By Max Dorfman, research writer, Triple-I (2022-04-27)
A recent study by IBM and the Ponemon Institute quantifies the rising cost of data breaches when workers moved to remote environments during the coronavirus pandemic.
According to the report, an average data breach in 2021cost $ 4.24 million – up from $ 3.86 million in 2020. Where telework was a factor that caused the breach, the cost increased by $ 1.07 million. In organizations with 81-100 percent of employees working remotely, the total average cost was $ 5.54 million.
To combat the risks associated with the emergence of teleworking, the study highlights the importance of artificial intelligence (AI) and fully deployed automation – a process that enables security technicians to complement or replace human intervention in the identification and containment of incidents and intrusions.
In fact, organizations with fully deployed security AI / automation saw the average cost of a data breach decrease to $ 2.90 million. The duration of the intrusion was also significantly lower, taking an average of 184 days to identify the intrusion and 63 days to limit the intrusion, as opposed to an average of 239 days to identify the intrusion and 85 days to limit the violation for organizations without these technologies.
Organizations continue to struggle with intrusion
During 2021 and 2022, several high-profile data breaches illustrated the major risks posed by cyber attacks. This includes an attack on 483 users’ wallets in January 2022 on Crypto.com, resulting in the loss of $ 18 million in Bitcoin and $ 15 million in Ethereum and other cryptocurrencies.

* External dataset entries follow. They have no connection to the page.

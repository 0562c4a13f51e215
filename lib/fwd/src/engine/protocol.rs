// This Source Code Form is subject to the terms of the Mozilla Public
// License, v. 2.0. If a copy of the MPL was not distributed with this
// file, You can obtain one at https://mozilla.org/MPL/2.0/.

// Copyright 2025 Oxide Computer Company

//! The protocol registry: how each header kind is parsed, whether it
//! can be synthesized, and which group it lives in.
//!
//! The table is built once, on first use, and never changes.

use super::arp;
use super::ether;
use super::frame::Frame;
use super::headers::Handler;
use super::headers::HeaderError;
use super::headers::ParseError;
use super::icmp;
use super::ip;
use super::metadata;
use super::mpls;
use super::opaque;
use super::tcp;
use super::udp;
use crate::api::HeaderGroup;
use crate::api::HeaderKind;
use std::sync::LazyLock;

/// Parse one handler's worth of headers, returning the handler and
/// the kind of the header that follows.
pub type ParseFn = fn(
    &mut Frame<'_>,
    HeaderKind,
) -> Result<(Handler, HeaderKind), ParseError>;

/// Synthesize a fresh handler holding a default header of a kind.
pub type AddFn = fn(HeaderKind) -> Result<Handler, HeaderError>;

#[derive(Clone, Copy)]
pub struct Protocol {
    pub kind: HeaderKind,
    pub group: HeaderGroup,
    pub parse: Option<ParseFn>,
    pub add: Option<AddFn>,
}

impl Protocol {
    const fn new(
        kind: HeaderKind,
        group: HeaderGroup,
        parse: Option<ParseFn>,
        add: Option<AddFn>,
    ) -> Self {
        Self { kind, group, parse, add }
    }
}

static PROTOCOLS: LazyLock<[Option<Protocol>; HeaderKind::COUNT]> =
    LazyLock::new(|| {
        use HeaderGroup as G;
        use HeaderKind as K;

        let entries = [
            Protocol::new(K::Opaque, G::Payload, Some(opaque::parse), None),
            Protocol::new(K::Metadata, G::Packet, Some(metadata::parse), None),
            Protocol::new(K::Eth, G::L2, Some(ether::parse), Some(ether::add)),
            Protocol::new(K::EthVlan, G::L2, Some(ether::parse), Some(ether::add)),
            Protocol::new(K::Eth1Q, G::L2, Some(ether::parse), Some(ether::add)),
            Protocol::new(K::Ip4, G::L3, Some(ip::parse), Some(ip::add)),
            Protocol::new(K::Ip6, G::L3, Some(ip::parse), Some(ip::add)),
            Protocol::new(K::Gre, G::L3, Some(ip::parse), None),
            // Only meaningful as modifications of an existing chain.
            Protocol::new(K::SixToFourAuto, G::L3, None, None),
            Protocol::new(K::SixToFourSecure, G::L3, None, None),
            Protocol::new(K::Arp, G::L3, Some(arp::parse), None),
            Protocol::new(K::Mpls, G::L3, Some(mpls::parse), Some(mpls::add)),
            Protocol::new(K::Tcp, G::L4, Some(tcp::parse), Some(tcp::add)),
            Protocol::new(K::Udp, G::L4, Some(udp::parse), Some(udp::add)),
            Protocol::new(K::Icmp4, G::L4, Some(icmp::v4::parse), Some(icmp::v4::add)),
            Protocol::new(K::Icmp6, G::L4, Some(icmp::v6::parse), Some(icmp::v6::add)),
        ];

        let mut table = [None; HeaderKind::COUNT];
        for p in entries {
            table[p.kind.index()] = Some(p);
        }
        table
    });

/// Look up the registry entry for `kind`. [`HeaderKind::None`] has
/// none.
pub fn lookup(kind: HeaderKind) -> Option<&'static Protocol> {
    PROTOCOLS[kind.index()].as_ref()
}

In February, the International Committee of the Red Cross (ICRC) became the target of a cyberattack that resulted in hackers gaining access to personal information of more than 515,000 people through a humanitarian program, in which intruders maintained access to ICRC servers for 70 days after that. initial crime.
And in April, an SEC report revealed that the company that owns the Cash App, Block, had been hacked by a former employee in December 2021. This leak included customers’ names, broker account numbers, portfolio value and stock trading activity in over 8 million US users.

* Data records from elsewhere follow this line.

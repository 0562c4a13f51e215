// This Source Code Form is subject to the terms of the Mozilla Public
// License, v. 2.0. If a copy of the MPL was not distributed with this
// file, You can obtain one at https://mozilla.org/MPL/2.0/.

// Copyright 2025 Oxide Computer Company

//! End-to-end runs of frames through action pipelines.

use fwd::Context;
use fwd::api::ActionDesc;
use fwd::api::CounterId;
use fwd::api::FieldNum;
use fwd::api::HeaderKind;
use fwd::api::State;
use fwd::api::UpdateDesc;
use fwd::engine::action::ActionList;
use fwd::engine::action::build_list;
use fwd::engine::context::ContextBuilder;
use fwd::engine::counter::Counters;
use fwd::engine::packet::Packet;
use fwd::engine::pipeline::evaluate;
use fwd::engine::pipeline::process_pipeline;
use fwd_test_utils::*;

fn actions(ctx: &Context, descs: Vec<ActionDesc>) -> ActionList {
    let descs: Vec<_> = descs.into_iter().map(Into::into).collect();
    build_list(ctx, &descs).unwrap()
}

#[test]
fn basic_drop() {
    let ctx = Context::new("scenario", 0);
    let c = Counters::port();
    let mut pkt = Packet::parse(HeaderKind::Eth, &ether_ipv4_tcp(b"hello")).unwrap();
    let len = pkt.len() as u64;

    let seq = actions(&ctx, vec![ActionDesc::Drop]);
    assert_eq!(process_pipeline(&mut pkt, &seq, &c), State::Drop);
    assert_eq!(c.get(CounterId::DropPackets), Some(1));
    assert_eq!(c.get(CounterId::DropOctets), Some(len));
}

#[test]
fn ttl_decrement_and_rebuild() {
    let ctx = Context::new("scenario", 0);
    let c = Counters::port();
    let input = ipv4_ttl_ff();
    let mut pkt = Packet::parse(HeaderKind::Ip4, &input).unwrap();

    let seq = actions(&ctx, vec![UpdateDesc::dec(FieldNum::IpHop, &[0x01]).into()]);
    assert_eq!(process_pipeline(&mut pkt, &seq, &c), State::Continue);

    let out = pkt.serialize();
    #[rustfmt::skip]
    let want = [
        0x45, 0x01, 0x00, 0x2c, 0x00, 0x00, 0x00, 0x00,
        0xfe, 0x06, 0xa2, 0xad,
        0x01, 0x02, 0x03, 0x04,
        0x0a, 0x0b, 0x0c, 0x0d,
    ];
    assert_eq!(&out[..20], &want);
    // The TCP segment, stale checksum included, is untouched.
    assert_eq!(&out[20..], &input[20..]);
}

#[test]
fn ordered_pipeline_with_middle_terminator() {
    let trace = Trace::default();
    let seq: ActionList = vec![
        Recorder::attr(&trace, 0, State::Continue),
        Recorder::attr(&trace, 1, State::Consume),
        Recorder::attr(&trace, 2, State::Drop),
    ]
    .into();

    let mut pkt = Packet::parse(HeaderKind::Opaque, &[0u8; 8]).unwrap();
    assert_eq!(process_pipeline(&mut pkt, &seq, &Counters::port()), State::Consume);
    assert_eq!(*trace.lock(), [0, 1]);
}

#[test]
fn evaluate_deferral() {
    let trace = Trace::default();
    let seq: ActionList = vec![
        Recorder::deferred(&trace, 2, State::Continue),
        Recorder::deferred(&trace, 3, State::Continue),
        Recorder::attr(&trace, 0, State::Continue),
        Recorder::attr(&trace, 1, State::Evaluate),
    ]
    .into();

    let mut pkt = Packet::parse(HeaderKind::Opaque, &[0u8; 8]).unwrap();
    let v = evaluate(&mut pkt, &seq, &Counters::port());
    assert_eq!(v.state, State::Continue);
    assert_eq!(v.executed, 4);
    assert_eq!(*trace.lock(), [0, 1, 2, 3]);
}

#[test]
fn mirror_with_field_update() {
    let ctx = Context::new("scenario", 0);
    let port = TestPort::add(&ctx, "mirror0").unwrap();
    let c = Counters::port();

    let input = ether_opaque([1, 2, 3, 4, 5, 6], 28);
    let mut pkt = Packet::parse(HeaderKind::Eth, &input).unwrap();

    let set_dst = UpdateDesc::set(FieldNum::EtherMacDst, &[0xff, 0xff, 0xff, 0xff, 0xff, 0xfe]);
    let seq = actions(
        &ctx,
        vec![ActionDesc::Mirror {
            port: Some("mirror0".into()),
            actions: vec![ActionDesc::from(set_dst).into()],
            fields: vec![],
        }],
    );

    assert_eq!(process_pipeline(&mut pkt, &seq, &c), State::Continue);
    assert_eq!(pkt.serialize(), input);

    let mut got = port.take();
    assert_eq!(got.len(), 1);
    let replica = got[0].serialize();
    assert_eq!(&replica[..6], &[0xff, 0xff, 0xff, 0xff, 0xff, 0xfe]);
    assert_eq!(&replica[6..], &input[6..]);
    assert_eq!(got.pop().map(|p| p.output_port()), Some(port_nid(&ctx, "mirror0")));
    assert_eq!(c.get(CounterId::MirrorPackets), Some(1));
    assert_eq!(c.get(CounterId::MirrorErrorPackets), Some(0));
}

fn port_nid(ctx: &Context, id: &str) -> fwd::api::Nid {
    ctx.objects().find_id(id).unwrap().core().nid()
}

#[test]
fn ratelimit_token_bucket() {
    let clock = ManualClock::default();
    let ctx = ContextBuilder::new("scenario", 0).clock(Box::new(clock.clone())).build();
    let c = Counters::new(&CounterId::ALL);
    let seq = actions(&ctx, vec![ActionDesc::Ratelimit { rate: 1000, burst: 100 }]);

    let mut states = vec![];
    for len in [1000, 50, 50, 50] {
        let mut pkt = Packet::parse(HeaderKind::Opaque, &vec![0u8; len]).unwrap();
        states.push(process_pipeline(&mut pkt, &seq, &c));
    }
    assert_eq!(states, [State::Drop, State::Continue, State::Continue, State::Drop]);
    assert_eq!(c.get(CounterId::RatelimitPackets), Some(2));
    assert_eq!(c.get(CounterId::RatelimitOctets), Some(1050));

    // 50ms at 1000B/s buys back 50B.
    clock.advance_millis(50);
    let mut pkt = Packet::parse(HeaderKind::Opaque, &[0u8; 50]).unwrap();
    assert_eq!(process_pipeline(&mut pkt, &seq, &c), State::Continue);
}

#[test]
fn vlan_tag_moves_ethertype() {
    let untagged = Packet::parse(HeaderKind::Eth, &ether_ipv4_tcp(&[])).unwrap();
    let tagged = Packet::parse(HeaderKind::Eth, &ether_vlan_ipv4_tcp(42, &[])).unwrap();

    assert_eq!(untagged.field_get(FieldNum::EtherType.into()).unwrap(), vec![0x08, 0x00]);
    assert_eq!(tagged.field_get(FieldNum::EtherType.into()).unwrap(), vec![0x08, 0x00]);
    assert_eq!(tagged.field_get(FieldNum::VlanId.into()).unwrap(), vec![0x00, 42]);
    assert!(untagged.field_get(FieldNum::VlanId.into()).is_err());
}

Insurance companies play a key role in helping organizations
The increasing frequency and severity of cyberattacks has led more organizations to buy cyber insurance, with 47 percent of insurance customers using this coverage by 2020, up from 26 percent in 2016, according to the US Government Accountability Office. This change includes insurance companies that offer more insurance that is specific to cyber risk, instead of including this risk in packages with other coverage.
The insurance industry offers first-party protection – which usually provides financial support to help an insured company with recovery costs, as well as cybersecurity liability, which protects a company if a third party files a lawsuit against the policyholder for damages resulting from a cyber incident.

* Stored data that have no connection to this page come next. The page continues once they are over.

// This Source Code Form is subject to the terms of the Mozilla Public
// License, v. 2.0. If a copy of the MPL was not distributed with this
// file, You can obtain one at https://mozilla.org/MPL/2.0/.

// Copyright 2025 Oxide Computer Company

//! ARP for IPv4 over Ethernet.

use super::ether::ETHER_TYPE_IPV4;
use super::frame::Frame;
use super::headers::FieldError;
use super::headers::Handler;
use super::headers::HeaderHandler;
use super::headers::ParseError;
use super::headers::apply_op;
use super::headers::single;
use crate::api::FieldNum;
use crate::api::FieldOp;
use crate::api::HeaderKind;
use crate::api::Instance;
use crate::api::MacAddr;
use core::net::Ipv4Addr;
use zerocopy::FromBytes;
use zerocopy::Immutable;
use zerocopy::IntoBytes;
use zerocopy::KnownLayout;
use zerocopy::Unaligned;

pub const ARP_HTYPE_ETHERNET: u16 = 1;
pub const ARP_HDR_SZ: usize = 28;

pub const ARP_REQUEST: u16 = 1;
pub const ARP_REPLY: u16 = 2;

#[repr(C)]
#[derive(
    Clone, Debug, Default, FromBytes, IntoBytes, KnownLayout, Immutable,
    Unaligned,
)]
pub struct ArpEthIpv4Raw {
    pub htype: [u8; 2],
    pub ptype: [u8; 2],
    pub hlen: u8,
    pub plen: u8,
    pub op: [u8; 2],
    pub sha: [u8; 6],
    pub spa: [u8; 4],
    pub tha: [u8; 6],
    pub tpa: [u8; 4],
}

impl ArpEthIpv4Raw {
    fn validate(&self) -> Result<(), ParseError> {
        if u16::from_be_bytes(self.htype) != ARP_HTYPE_ETHERNET {
            return Err(bad("hardware type is not Ethernet"));
        }
        if u16::from_be_bytes(self.ptype) != ETHER_TYPE_IPV4 {
            return Err(bad("protocol type is not IPv4"));
        }
        if self.hlen != 6 || self.plen != 4 {
            return Err(bad("bad address length"));
        }
        Ok(())
    }
}

#[derive(Clone, Debug, Default)]
pub struct Arp {
    base: ArpEthIpv4Raw,
}

fn bad(msg: &'static str) -> ParseError {
    ParseError::BadHeader { kind: HeaderKind::Arp, msg }
}

pub fn parse(
    frame: &mut Frame<'_>,
    _kind: HeaderKind,
) -> Result<(Handler, HeaderKind), ParseError> {
    let bytes = frame.read_header(ARP_HDR_SZ)?;
    let (base, _) =
        ArpEthIpv4Raw::read_from_prefix(bytes).map_err(|_| bad("short"))?;
    base.validate()?;
    Ok((Handler::Arp(Arp { base }), HeaderKind::Opaque))
}

impl Arp {
    pub fn op(&self) -> u16 {
        u16::from_be_bytes(self.base.op)
    }

    pub fn sha(&self) -> MacAddr {
        MacAddr::from(self.base.sha)
    }

    pub fn spa(&self) -> Ipv4Addr {
        Ipv4Addr::from(self.base.spa)
    }

    pub fn tha(&self) -> MacAddr {
        MacAddr::from(self.base.tha)
    }

    pub fn tpa(&self) -> Ipv4Addr {
        Ipv4Addr::from(self.base.tpa)
    }

    fn field_mut(&mut self, num: FieldNum) -> Option<&mut [u8]> {
        let f: &mut [u8] = match num {
            FieldNum::ArpOp => &mut self.base.op,
            FieldNum::ArpSha => &mut self.base.sha,
            FieldNum::ArpSpa => &mut self.base.spa,
            FieldNum::ArpTha => &mut self.base.tha,
            FieldNum::ArpTpa => &mut self.base.tpa,
            _ => return None,
        };
        Some(f)
    }
}

impl HeaderHandler for Arp {
    fn kind(&self, instance: Instance) -> Option<HeaderKind> {
        (instance.resolve(1) == Some(0)).then_some(HeaderKind::Arp)
    }

    fn len(&self) -> usize {
        ARP_HDR_SZ
    }

    fn emit(&self, out: &mut Vec<u8>) {
        out.extend_from_slice(self.base.as_bytes());
    }

    fn get(
        &self,
        num: FieldNum,
        instance: Instance,
    ) -> Result<Vec<u8>, FieldError> {
        single(num, instance)?;
        let val: &[u8] = match num {
            FieldNum::ArpOp => &self.base.op,
            FieldNum::ArpSha => &self.base.sha,
            FieldNum::ArpSpa => &self.base.spa,
            FieldNum::ArpTha => &self.base.tha,
            FieldNum::ArpTpa => &self.base.tpa,
            _ => return Err(FieldError::no_field(num, instance)),
        };
        Ok(val.to_vec())
    }

    fn update(
        &mut self,
        num: FieldNum,
        instance: Instance,
        op: FieldOp,
        arg: &[u8],
    ) -> Result<bool, FieldError> {
        single(num, instance)?;
        let field = self
            .field_mut(num)
            .ok_or_else(|| FieldError::no_field(num, instance))?;
        apply_op(field, op, arg);
        Ok(true)
    }

    fn reload(&mut self, bytes: &[u8]) -> bool {
        match ArpEthIpv4Raw::read_from_bytes(bytes) {
            Ok(base) if base.validate().is_ok() => {
                self.base = base;
                true
            }
            _ => false,
        }
    }
}

#[cfg(test)]
mod test {
    use super::*;

    #[rustfmt::skip]
    const REQUEST: [u8; 28] = [
        0x00, 0x01, 0x08, 0x00, 0x06, 0x04, 0x00, 0x01,
        0xa8, 0x40, 0x25, 0xff, 0x00, 0x01,
        10, 0, 0, 1,
        0x00, 0x00, 0x00, 0x00, 0x00, 0x00,
        10, 0, 0, 2,
    ];

    #[test]
    fn request_fields() {
        let mut frame = Frame::new(&REQUEST);
        let (h, next) = parse(&mut frame, HeaderKind::Arp).unwrap();
        let Handler::Arp(mut arp) = h else { panic!("not arp") };
        assert_eq!(next, HeaderKind::Opaque);
        assert_eq!(arp.op(), ARP_REQUEST);
        assert_eq!(arp.spa(), Ipv4Addr::new(10, 0, 0, 1));
        assert_eq!(arp.get(FieldNum::ArpTpa, Instance::FIRST).unwrap(), vec![10, 0, 0, 2]);

        arp.update(FieldNum::ArpOp, Instance::FIRST, FieldOp::Set, &[2]).unwrap();
        assert_eq!(arp.op(), ARP_REPLY);
        assert!(arp.get(FieldNum::IpHop, Instance::FIRST).is_err());
    }

    #[test]
    fn rejects_non_ipv4() {
        let mut bytes = REQUEST;
        bytes[2] = 0x86;
        bytes[3] = 0xdd;
        assert!(matches!(
            parse(&mut Frame::new(&bytes), HeaderKind::Arp),
            Err(ParseError::BadHeader { .. })
        ));
        bytes = REQUEST;
        bytes[5] = 16;
        assert!(parse(&mut Frame::new(&bytes), HeaderKind::Arp).is_err());
    }

    #[test]
    fn udf_write_keeps_shape() {
        let (mut h, _) = parse(&mut Frame::new(&REQUEST), HeaderKind::Arp).unwrap();
        assert!(h.write_udf(24, &[192, 168, 0, 1]));
        assert_eq!(h.get(FieldNum::ArpTpa, Instance::FIRST).unwrap(), vec![192, 168, 0, 1]);
        assert!(!h.write_udf(0, &[0, 2]));
    }
}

A third option, coverage of technical errors and omissions, can protect small businesses that offer technical services when cybersecurity insurance does not offer coverage. This type of coverage is triggered if a company’s product or service results in a cyber incident involving a third party directly.
Nevertheless, the primary focus for organizations that want to defend themselves against cyber attacks is to implement a rigorous cyber defense system.